If I learned anything in my first year as a Bard CEP environmental policy graduate student, it’s that tackling climate change is now a subnational affair. And in my internship this summer and fall—fulfilling the practicum aspect of the CEP program—that’s becoming even more clear.
From June to December, I’ll be interning with Rhinebeck’s joint town-village environmental committee in order to analyze the successes and potential for the growth of some of its key environmental policy measures from the last ten years. Located just south of Bard’s Annandale home base, the internship with Rhinebeck has presented a great opportunity for me to further embed myself in the environmental politics of a region where I grew up and intend to settle.
(The joint environmental committee represents both Rhinebeck’s concentrated downtown village and its rural town, which also includes the riverside hamlet of Rhinecliff. Got it? Good, because there will be a quiz.)
The Town of Rhinebeck—the town where I attended high school—published an expansive Comprehensive Plan in 2009. The plan outlined the civic, environmental, and climate issues the town wanted to tackle to increase its sustainability while preserving its quaint, rural small-town character.
It’s an immense document with hundreds of wide-reaching policy goals. But its completion was such an accomplishment in and of itself that since its publication in 2009, there has been very little tracking of any actions taken to make those goals a reality.
That’s where my work comes in. My internship involves combing through the comprehensive plan and its aspirations to figure out which goals were accomplished and which fell by the wayside over the last decade or so. In addition, I’m on the hunt for what else the Town and Village should aim to implement in terms of environmental policy based on new thinking from our Hudson Valley neighbors to progressive cities around the globe.
The work I’m conducting seemed to be very small-scale initially. But in the midst of a federal environmental leadership crisis, it’s become abundantly clear that rigorous work on the part of small communities like Rhinebeck can have a huge cumulative impact.
Intermunicipal and state agreements are a huge part of Rhinebeck’s work: Rhinebeck is a member of the Hudson 7, a consortium of communities who draw—and seek to protect—their drinking water from the Hudson River. Rhinebeck’s village is a bronze-rated Climate-Smart Community through the certification program administered through NYSERDA, the state’s energy R&D agency. Small towns like Rhinebeck are fast finding innovative ways to amplify their impact.
Naturally, the novel coronavirus has influenced my work as well—beyond the fact that, like most of my cohort, I’m working from home. During my internship, I’m trying to keep abreast of how COVID-19 is affecting small-town environmental policymaking and community dynamics.
And while the pandemic has generally been a thorn in the side of environmental planners so far—the New York State Department of Budget put a freeze on discretionary local aid grants until 2021—it’s also opened up some windows of opportunity for implementing progressive policies.

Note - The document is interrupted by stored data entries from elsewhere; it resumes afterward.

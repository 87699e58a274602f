/// Per-frame failures. Both are recoverable: the frame simply has no result.
#[derive(thiserror::Error, Debug, Clone, Copy, PartialEq, Eq)]
pub enum FrameError {
    #[error("no board detected")]
    BoardNotFound,
    #[error("board quadrilateral is degenerate")]
    DegenerateGeometry,
}
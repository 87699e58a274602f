use serde::{Deserialize, Serialize};
use std::fmt;

/// Side a piece belongs to. In FEN the letter case carries it: uppercase is white.
#[derive(Clone, Copy, Debug, PartialEq, Eq, Hash, PartialOrd, Ord, Serialize, Deserialize)]
#[serde(rename_all = "snake_case")]
pub enum Color {
    White,
    Black,
}

#[derive(Clone, Copy, Debug, PartialEq, Eq, Hash, PartialOrd, Ord, Serialize, Deserialize)]
#[serde(rename_all = "snake_case")]
pub enum PieceKind {
    Pawn,
    Knight,
    Bishop,
    Rook,
    Queen,
    King,
}

impl PieceKind {
    pub const ALL: [PieceKind; 6] = [
        PieceKind::Pawn,
        PieceKind::Knight,
        PieceKind::Bishop,
        PieceKind::Rook,
        PieceKind::Queen,
        PieceKind::King,
    ];

    /// Lowercase algebraic letter for this kind.
    #[inline]
    pub fn letter(self) -> char {
        match self {
            PieceKind::Pawn => 'p',
            PieceKind::Knight => 'n',
            PieceKind::Bishop => 'b',
            PieceKind::Rook => 'r',
            PieceKind::Queen => 'q',
            PieceKind::King => 'k',
        }
    }

    pub fn from_letter(c: char) -> Option<Self> {
        match c.to_ascii_lowercase() {
            'p' => Some(PieceKind::Pawn),
            'n' => Some(PieceKind::Knight),
            'b' => Some(PieceKind::Bishop),
            'r' => Some(PieceKind::Rook),
            'q' => Some(PieceKind::Queen),
            'k' => Some(PieceKind::King),
            _ => None,
        }
    }
}

/// One of the 12 chess piece classes a detector can report.
///
/// Serialized as its FEN letter (`"P"`, `"k"`, ...).
#[derive(Clone, Copy, Debug, PartialEq, Eq, Hash, PartialOrd, Ord, Serialize, Deserialize)]
#[serde(try_from = "char", into = "char")]
pub struct Piece {
    pub color: Color,
    pub kind: PieceKind,
}

/// Class order of the piece detector's output head. Index `i` is class id `i`.
pub const DETECTOR_CLASS_ORDER: [char; 12] =
    ['B', 'K', 'N', 'P', 'Q', 'R', 'b', 'k', 'n', 'p', 'q', 'r'];

impl Piece {
    pub const fn new(color: Color, kind: PieceKind) -> Self {
        Self { color, kind }
    }

    pub const fn white(kind: PieceKind) -> Self {
        Self::new(Color::White, kind)
    }

    pub const fn black(kind: PieceKind) -> Self {
        Self::new(Color::Black, kind)
    }

    /// FEN letter: uppercase for white, lowercase for black.
    #[inline]
    pub fn symbol(self) -> char {
        let c = self.kind.letter();
        match self.color {
            Color::White => c.to_ascii_uppercase(),
            Color::Black => c,
        }
    }

    pub fn from_symbol(c: char) -> Option<Self> {
        let kind = PieceKind::from_letter(c)?;
        let color = if c.is_ascii_uppercase() {
            Color::White
        } else {
            Color::Black
        };
        Some(Self { color, kind })
    }

    /// Resolve a raw detector class id through [`DETECTOR_CLASS_ORDER`].
    ///
    /// This is the only place integer class ids are interpreted.
    pub fn from_class_id(class_id: u32) -> Option<Self> {
        let c = *DETECTOR_CLASS_ORDER.get(class_id as usize)?;
        Self::from_symbol(c)
    }

    /// Inverse of [`Piece::from_class_id`].
    pub fn class_id(self) -> u32 {
        let s = self.symbol();
        DETECTOR_CLASS_ORDER
            .iter()
            .position(|&c| c == s)
            .map(|i| i as u32)
            .unwrap_or_default()
    }
}

impl fmt::Display for Piece {
    fn fmt(&self, f: &mut fmt::Formatter<'_>) -> fmt::Result {
        write!(f, "{}", self.symbol())
    }
}

#[derive(thiserror::Error, Debug, Clone, Copy, PartialEq, Eq)]
#[error("invalid piece symbol {0:?} (expected one of PNBRQKpnbrqk)")]
pub struct InvalidPieceSymbol(pub char);

impl TryFrom<char> for Piece {
    type Error = InvalidPieceSymbol;

    fn try_from(c: char) -> Result<Self, Self::Error> {
        Piece::from_symbol(c).ok_or(InvalidPieceSymbol(c))
    }
}

impl From<Piece> for char {
    fn from(p: Piece) -> char {
        p.symbol()
    }
}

“The vulnerabilities that have been exposed in our community from COVID are the same ones that would be exposed time and again in a climate-disrupted world,” reported Kale Roberts in an interview with my internship advisor and me. Kale is a Bard CEP alumnus and a senior program officer for ICLEI, a prominent local government sustainability network.
“Right now,” Kale said, “it’s just all about hammering home the point that sustainability and climate action cannot stop.”
The first deliverable I crafted was a literature review of how small-town climate planning has developed over the last ten years, covering topics from electric vehicles to green infrastructure. Crafting a literature review is one of the tentpole projects in every Bard CEP student’s first-year coursework, although I had no idea I’d be making use of that writing skill so quickly.
My next big task is collecting any studies, maps, analyses, or other materials that could form the baseline for a natural resources inventory (NRI) for the town. An NRI is a valuable tool for guiding housing and business development in a way that takes valuable habitats and biodiversity into account, all while planning for a more sustainable future.
As 2020 rages on, I look forward to diving even deeper into my work with Rhinebeck and learning from committed professionals in the field of local environmental policymaking. In a town whose community dynamics I was convinced I knew backward and forwards, there’s been an incredible amount to learn—and there’s lots more to come before the year is over.